In the late 1970s, a shift was seen with the introduction of aluminium frames and ribbed aluminium cladding. Notable advantages were increased strength and durability. Nevertheless, aluminium frames were not without their issues. Problems arising from metal fatigue, especially in offroad vans subjected to years of travel on rough roads, resulted in cracks forming around rivet points and welds. While generally capable of serving its purpose, aluminium cladding can also dent with relatively little force and is particularly susceptible to damage from hail. Additionally, its insulating properties are minimal, leading to caravans being prone to extreme variations in heat and cold.

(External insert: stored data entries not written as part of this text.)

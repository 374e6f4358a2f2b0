//! Formatting of prices, amounts and percentages for display.
//!
//! Every function is pure. Missing inputs render as [`LOADING`] instead of failing.
use std::fmt::{self, Display};

use crate::token::{TokenAmount, to_significant, trim_fraction};

/// Placeholder shown while an input is not available yet.
pub const LOADING: &str = "-";

/// Price impact (in percent) from which a trade is flagged, by severity level.
pub const ALLOWED_PRICE_IMPACT_LOW: f64 = 1.0;
pub const ALLOWED_PRICE_IMPACT_MEDIUM: f64 = 3.0;
pub const ALLOWED_PRICE_IMPACT_HIGH: f64 = 5.0;
/// Trades at or above this impact should not be submitted.
pub const BLOCKED_PRICE_IMPACT_NON_EXPERT: f64 = 15.0;

const COMPACT_UNITS: [(f64, &str); 4] = [(1e3, "K"), (1e6, "M"), (1e9, "B"), (1e12, "T")];

/// Most fractional digits [`format_number`] renders; anything smaller shows as zero.
const MAX_FRACTION_DIGITS: usize = 24;

/// Renders `value` with thousands separators and at most `max_decimals` fractional
/// digits, trailing zeros trimmed: `1234.5` → `"1,234.5"`.
pub fn format_with_commas(value: f64, max_decimals: usize) -> String {
    if !value.is_finite() {
        return LOADING.to_string();
    }
    let rendered = trim_fraction(&format!("{:.*}", max_decimals, value.abs()));
    let (whole, fraction) = match rendered.split_once('.') {
        Some((whole, fraction)) => (whole, Some(fraction)),
        None => (rendered.as_str(), None),
    };

    let mut out = String::with_capacity(rendered.len() + whole.len() / 3 + 1);
    if value < 0.0 && rendered.chars().any(|c| c.is_ascii_digit() && c != '0') {
        out.push('-');
    }
    for (i, c) in whole.chars().enumerate() {
        if i > 0 && (whole.len() - i) % 3 == 0 {
            out.push(',');
        }
        out.push(c);
    }
    if let Some(fraction) = fraction {
        out.push('.');
        out.push_str(fraction);
    }
    out
}

fn round_compact(value: f64) -> f64 {
    if value.abs() >= 10.0 {
        return value.round();
    }
    if value == 0.0 {
        return 0.0;
    }
    let magnitude = value.abs().log10().floor() as i32;
    let scale = 10f64.powi(1 - magnitude);
    if !scale.is_finite() {
        return 0.0;
    }
    (value * scale).round() / scale
}

/// Short notation with a unit suffix: `1234` → `"1.2K"`, `12_345_678` → `"12M"`.
pub fn format_compact(value: f64) -> String {
    if !value.is_finite() {
        return LOADING.to_string();
    }
    let mut unit = COMPACT_UNITS
        .iter()
        .rposition(|(threshold, _)| value.abs() >= *threshold);
    loop {
        let divisor = unit.map_or(1.0, |u| COMPACT_UNITS[u].0);
        let rounded = round_compact(value / divisor);
        let next = unit.map_or(0, |u| u + 1);
        if rounded.abs() >= 1000.0 && next < COMPACT_UNITS.len() {
            unit = Some(next);
            continue;
        }
        let suffix = unit.map_or("", |u| COMPACT_UNITS[u].1);
        return format!("{rounded}{suffix}");
    }
}

/// Renders numbers below 0.001 with `show_digits` digits after the leading zeros and
/// everything else with separators: `0.000123` → `"0.000123"`.
pub fn format_number(value: f64, show_digits: usize) -> String {
    if !value.is_finite() {
        return LOADING.to_string();
    }
    if value.abs() < f64::MIN_POSITIVE {
        return "0".to_string();
    }
    let leading_zeros = (1.0 / value.abs()).log10().ceil();
    if leading_zeros < 3.0 {
        return format_with_commas(value, 3);
    }
    if !leading_zeros.is_finite() || leading_zeros as usize >= MAX_FRACTION_DIGITS {
        return "0".to_string();
    }
    let precision = (leading_zeros as usize)
        .saturating_add(show_digits)
        .min(MAX_FRACTION_DIGITS);
    format!("{value:.precision$}")
}

/// Amounts above one get separators, smaller ones three significant digits.
pub(crate) fn format_amount_value(value: f64) -> String {
    if value.abs() > 1.0 {
        format_with_commas(value, 3)
    } else {
        to_significant(value, 3)
    }
}

pub fn format_token_amount(amount: Option<&TokenAmount>) -> String {
    match amount {
        Some(amount) => format_amount_value(amount.to_f64()),
        None => LOADING.to_string(),
    }
}

pub fn format_usd(value: Option<f64>) -> String {
    match value {
        Some(v) if v.is_finite() => {
            let sign = if v < 0.0 { "-" } else { "" };
            format!("{sign}${}", format_with_commas(v.abs(), 2))
        }
        _ => LOADING.to_string(),
    }
}

/// A signed percentage with two decimals: `"+1.23%"`, `"-0.50%"`, `"0.00%"`.
pub fn format_percent(value: Option<f64>) -> String {
    match value {
        Some(v) if v.is_finite() => {
            let sign = if v > 0.0 { "+" } else { "" };
            format!("{sign}{v:.2}%")
        }
        _ => LOADING.to_string(),
    }
}

#[derive(Debug, Clone, Copy, PartialEq, Eq)]
pub enum PriceColor {
    Up,
    Down,
    Neutral,
}

impl Display for PriceColor {
    fn fmt(&self, f: &mut fmt::Formatter<'_>) -> fmt::Result {
        f.write_str(match self {
            PriceColor::Up => "up",
            PriceColor::Down => "down",
            PriceColor::Neutral => "neutral",
        })
    }
}

pub fn price_color(change: f64) -> PriceColor {
    if change > 0.0 {
        PriceColor::Up
    } else if change < 0.0 {
        PriceColor::Down
    } else {
        PriceColor::Neutral
    }
}

/// Severity of a price impact given in percent: 0 (fine) to 4 (blocked).
pub fn price_impact_severity(impact_percent: f64) -> u8 {
    [
        BLOCKED_PRICE_IMPACT_NON_EXPERT,
        ALLOWED_PRICE_IMPACT_HIGH,
        ALLOWED_PRICE_IMPACT_MEDIUM,
        ALLOWED_PRICE_IMPACT_LOW,
    ]
    .iter()
    .position(|threshold| impact_percent >= *threshold)
    .map_or(0, |i| 4 - i as u8)
}

pub fn format_price_impact(impact_percent: Option<f64>) -> String {
    match impact_percent {
        Some(v) if !v.is_finite() => LOADING.to_string(),
        Some(v) if v < 0.01 => "<0.01%".to_string(),
        Some(v) => format!("{v:.2}%"),
        None => LOADING.to_string(),
    }
}

#[cfg(test)]
mod tests {
    use super::*;
    use crate::token::tests::test_token;
    use num_bigint::BigUint;
    use proptest::prelude::*;

    #[test]
    fn commas_group_thousands() {
        assert_eq!(format_with_commas(1234567.891, 2), "1,234,567.89");
        assert_eq!(format_with_commas(999.0, 2), "999");
        assert_eq!(format_with_commas(-1234.5, 3), "-1,234.5");
        assert_eq!(format_with_commas(-0.0001, 2), "0");
        assert_eq!(format_with_commas(f64::NAN, 2), LOADING);
    }

    #[test]
    fn compact_notation() {
        assert_eq!(format_compact(0.0), "0");
        assert_eq!(format_compact(999.0), "999");
        assert_eq!(format_compact(1234.0), "1.2K");
        assert_eq!(format_compact(12_345.0), "12K");
        assert_eq!(format_compact(123_456.0), "123K");
        assert_eq!(format_compact(999_950.0), "1M");
        assert_eq!(format_compact(12_345_678.0), "12M");
        assert_eq!(format_compact(4_560_000_000.0), "4.6B");
        assert_eq!(format_compact(-2_500.0), "-2.5K");
    }

    #[test]
    fn small_numbers_keep_significant_digits() {
        assert_eq!(format_number(0.000123, 2), "0.000123");
        assert_eq!(format_number(0.5, 2), "0.5");
        assert_eq!(format_number(1234.5678, 2), "1,234.568");
        assert_eq!(format_number(0.0, 2), "0");
    }

    #[test]
    fn vanishing_values_render_as_zero() {
        assert_eq!(format_number(1e-310, 2), "0");
        assert_eq!(format_number(-1e-310, 2), "0");
        assert_eq!(format_number(1e-30, 2), "0");
        assert_eq!(format_number(0.000123, usize::MAX), format!("{:.24}", 0.000123));
        assert_eq!(format_compact(5e-324), "0");
        assert_eq!(format_compact(f64::MIN_POSITIVE), "0");
    }

    #[test]
    fn token_amounts_switch_precision_at_one() {
        let quick = test_token("QUICK", 1, 18);
        let big = TokenAmount::new(quick.clone(), BigUint::from(1_234_567_800_000_000_000_000u128));
        let small = TokenAmount::new(quick, BigUint::from(123_456_000_000_000u128));
        assert_eq!(format_token_amount(Some(&big)), "1,234.568");
        assert_eq!(format_token_amount(Some(&small)), "0.000123");
        assert_eq!(format_token_amount(None), "-");
    }

    #[test]
    fn usd_and_percent() {
        assert_eq!(format_usd(Some(1234.567)), "$1,234.57");
        assert_eq!(format_usd(Some(-3.5)), "-$3.5");
        assert_eq!(format_usd(None), LOADING);
        assert_eq!(format_percent(Some(1.234)), "+1.23%");
        assert_eq!(format_percent(Some(-0.5)), "-0.50%");
        assert_eq!(format_percent(Some(0.0)), "0.00%");
        assert_eq!(format_percent(Some(f64::INFINITY)), LOADING);
    }

    #[test]
    fn price_colors() {
        assert_eq!(price_color(0.1), PriceColor::Up);
        assert_eq!(price_color(-0.1), PriceColor::Down);
        assert_eq!(price_color(0.0), PriceColor::Neutral);
    }

    #[test]
    fn price_impact_levels() {
        assert_eq!(price_impact_severity(0.5), 0);
        assert_eq!(price_impact_severity(1.0), 1);
        assert_eq!(price_impact_severity(2.9), 1);
        assert_eq!(price_impact_severity(3.0), 2);
        assert_eq!(price_impact_severity(5.0), 3);
        assert_eq!(price_impact_severity(14.99), 3);
        assert_eq!(price_impact_severity(15.0), 4);
        assert_eq!(format_price_impact(Some(0.004)), "<0.01%");
        assert_eq!(format_price_impact(Some(2.346)), "2.35%");
        assert_eq!(format_price_impact(None), LOADING);
    }

    proptest! {
        #[test]
        fn formatting_is_deterministic(v in -1e15f64..1e15) {
            prop_assert_eq!(format_usd(Some(v)), format_usd(Some(v)));
            prop_assert_eq!(format_compact(v), format_compact(v));
        }

        #[test]
        fn formatters_are_total_over_finite_values(
            v in prop::num::f64::POSITIVE
                | prop::num::f64::NEGATIVE
                | prop::num::f64::NORMAL
                | prop::num::f64::SUBNORMAL
                | prop::num::f64::ZERO,
            digits in 0usize..8,
        ) {
            for rendered in [
                format_number(v, digits),
                format_compact(v),
                format_with_commas(v, digits),
                format_usd(Some(v)),
                format_percent(Some(v)),
            ] {
                prop_assert!(!rendered.is_empty());
                prop_assert!(!rendered.contains("NaN"), "{} rendered as {}", v, rendered);
                prop_assert!(!rendered.contains("inf"), "{} rendered as {}", v, rendered);
            }
        }

        #[test]
        fn commas_roundtrip_integers(v in 0u64..1_000_000_000_000) {
            let rendered = format_with_commas(v as f64, 0);
            prop_assert_eq!(rendered.replace(',', ""), v.to_string());
        }

        #[test]
        fn severity_is_monotonic(a in 0f64..100.0, b in 0f64..100.0) {
            let (lo, hi) = if a <= b { (a, b) } else { (b, a) };
            prop_assert!(price_impact_severity(lo) <= price_impact_severity(hi));
        }
    }
}
use std::process::ExitCode;

use clap::Parser as _;
use cli::Cli;
use tokio::{
    select,
    signal::unix::{SignalKind, signal},
};
use tokio_util::sync::CancellationToken;
use tracing::{error, info};

use quickdex_core::{
    config::Config,
    telemetry::{get_subscriber, init_subscriber},
};

mod cli;
mod context;
mod farm;
mod market;
mod pairs;
mod swap;
mod tokens;

#[tokio::main]
async fn main() -> ExitCode {
    if let Err(err) = color_eyre::install() {
        eprintln!("failed to install error report handler: {err}");
        return ExitCode::FAILURE;
    }

    let config = match Config::load() {
        Ok(config) => config,
        Err(err) => {
            eprintln!("Failed to load configuration: {}", err);
            return ExitCode::FAILURE;
        }
    };

    let cli = Cli::parse();
    if let Err(err) = init_subscriber(get_subscriber(cli.verbose)) {
        eprintln!("failed to set up logging: {err}");
        return ExitCode::FAILURE;
    }

    let shutdown_token = CancellationToken::new();

    let command_jh = tokio::spawn(cli.run(config, shutdown_token.clone()));

    let mut sigterm = signal(SignalKind::terminate())
        .expect("setting sigterm listener on unix should always work");
    let mut sigint = signal(SignalKind::interrupt())
        .expect("setting sigint listener on unix should always work");

    let result = select! {
        res = command_jh => {
            res.map(|command_result| match command_result {
                Ok(()) => ExitCode::SUCCESS,
                Err(e) => {
                    error!("command failed: {e:?}");
                    ExitCode::FAILURE
                }
            })
        }
        _ = sigterm.recv() => {
            info!("received SIGTERM signal");
            shutdown_token.cancel();
            Ok(ExitCode::FAILURE)
        }
        _ = sigint.recv() => {
            info!("received SIGINT signal");
            shutdown_token.cancel();
            Ok(ExitCode::FAILURE)
        }
    };

    match result {
        Ok(code) => code,
        Err(e) => {
            error!(%e, "command exited unexpectedly");
            ExitCode::FAILURE
        }
    }
}
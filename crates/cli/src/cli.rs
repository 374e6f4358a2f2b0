use clap::{ArgAction, Parser, Subcommand};
use color_eyre::eyre;
use quickdex_core::config::Config;
use tokio_util::sync::CancellationToken;
use tracing::info;

use crate::{farm, market, pairs, swap, tokens};

#[derive(Parser)]
#[command(name = "quickdex", about)]
pub(crate) struct Cli {
    /// Log more; repeat for debug and trace output
    #[arg(short, long, action = ArgAction::Count, global = true)]
    pub(crate) verbose: u8,

    #[command(subcommand)]
    command: Commands,
}

#[derive(Subcommand)]
enum Commands {
    /// Show indexing status of the exchange subgraph
    Health(market::Health),

    /// Exchange-wide volume, liquidity, farm rewards and dQUICK APY
    Global(market::Global),

    /// Daily exchange-wide volume and liquidity
    #[command(name = "global-chart")]
    GlobalChart(market::GlobalChart),

    /// Search, rank and inspect tokens
    #[command(subcommand)]
    Tokens(tokens::Tokens),

    /// Search, rank and inspect pairs
    #[command(subcommand)]
    Pairs(pairs::Pairs),

    /// List staking pools and stake, unstake or claim rewards
    #[command(subcommand)]
    Farm(farm::Farm),

    /// Summarize a trade: slippage bound, price impact, LP fee and route
    #[command(name = "swap-summary")]
    SwapSummary(swap::SwapSummary),
}

impl Cli {
    pub(crate) async fn run(self, config: Config, shutdown_token: CancellationToken) -> eyre::Result<()> {
        let chain = config.build_chain()?;
        info!(chain.name = %chain.name, chain.id = chain.chain_id(), "🔗 using chain");

        match self.command {
            Commands::Health(cmd) => cmd.run(&config, &chain).await,
            Commands::Global(cmd) => cmd.run(&config, &chain).await,
            Commands::GlobalChart(cmd) => cmd.run(&config).await,
            Commands::Tokens(cmd) => cmd.run(&config).await,
            Commands::Pairs(cmd) => cmd.run(&config).await,
            Commands::Farm(cmd) => cmd.run(&config, &chain, shutdown_token).await,
            Commands::SwapSummary(cmd) => cmd.run(&config).await,
        }
    }
}
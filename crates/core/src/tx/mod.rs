//! Lifecycle of the farm page's on-chain actions: approve, stake, unstake and claim.
//!
//! Each action goes `Idle → Submitting → AwaitingConfirmation → Idle`, with the final
//! idle state carrying the outcome. Failures are surfaced as [`ActionError`] values and
//! never retried.
use std::fmt::{self, Display};

use alloy::primitives::TxHash;

pub use actions::{FarmActions, Wallet};
pub use deadline::TransactionDeadline;
pub use log::{ApprovalTarget, TransactionLog, TransactionRecord, TxStatus};
pub use state::{ActionState, ApprovalState, Operation, Outcome, Phase, approval_state};
pub use wallet::{AlloyErc20, AlloyPending, AlloyStakingRewards, Erc20, PendingTransaction, StakingRewards};

mod actions;
mod deadline;
mod log;
mod state;
mod wallet;

/// Missing inputs that keep an action from being attempted at all.
#[derive(Debug, Clone, PartialEq, Eq, thiserror::Error)]
pub enum Precondition {
    #[error("no wallet connected")]
    NoWallet,

    #[error("no amount entered")]
    MissingAmount,

    #[error("transaction deadline not known yet")]
    MissingDeadline,

    #[error("approval not needed, allowance is {0}")]
    ApprovalNotNeeded(ApprovalState),
}

#[derive(Debug, Clone, PartialEq, Eq, thiserror::Error)]
pub enum ActionError {
    #[error(transparent)]
    Precondition(#[from] Precondition),

    /// The wallet or provider refused the call, including failed gas estimation
    #[error("transaction rejected: {0}")]
    Rejected(String),

    #[error("transaction {0} reverted")]
    Reverted(TxHash),

    #[error("failed to confirm transaction {hash}: {reason}")]
    Unconfirmed { hash: TxHash, reason: String },

    #[error("failed to read contract state: {0}")]
    Read(String),

    #[error("cannot {event} while {state}")]
    IllegalTransition { state: String, event: &'static str },
}

impl ActionError {
    pub(crate) fn illegal(state: &impl Display, event: &'static str) -> Self {
        Self::IllegalTransition {
            state: state.to_string(),
            event,
        }
    }
}

impl Display for Operation {
    fn fmt(&self, f: &mut fmt::Formatter<'_>) -> fmt::Result {
        f.write_str(match self {
            Operation::Approve => "approve",
            Operation::Stake => "stake",
            Operation::Unstake => "unstake",
            Operation::Claim => "claim",
        })
    }
}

Composite materials, particularly sandwich panels are the next generation of materials for the construction of caravans. Their lightweight and functional properties lowers environmental impact by reduce towing costs through improved fuel efficiency. A lighter caravan allows for increased payload capacity, accommodating more amenities for comfort. Furthermore, easier manoeuvrability enhances overall handling and safety during travel and reduced wear on tyres and brakes prolongs their lifespan.
Lastly, lightweight caravans are more accessible to a wider range of vehicles, enabling owners to enjoy caravan adventures with smaller, more economical tow vehicles. In summary, lightweighting promotes cost-effectiveness, maneuverability, increased amenities, improved vehicle longevity and broader accessibility for a more enjoyable and sustainable caravanning experience.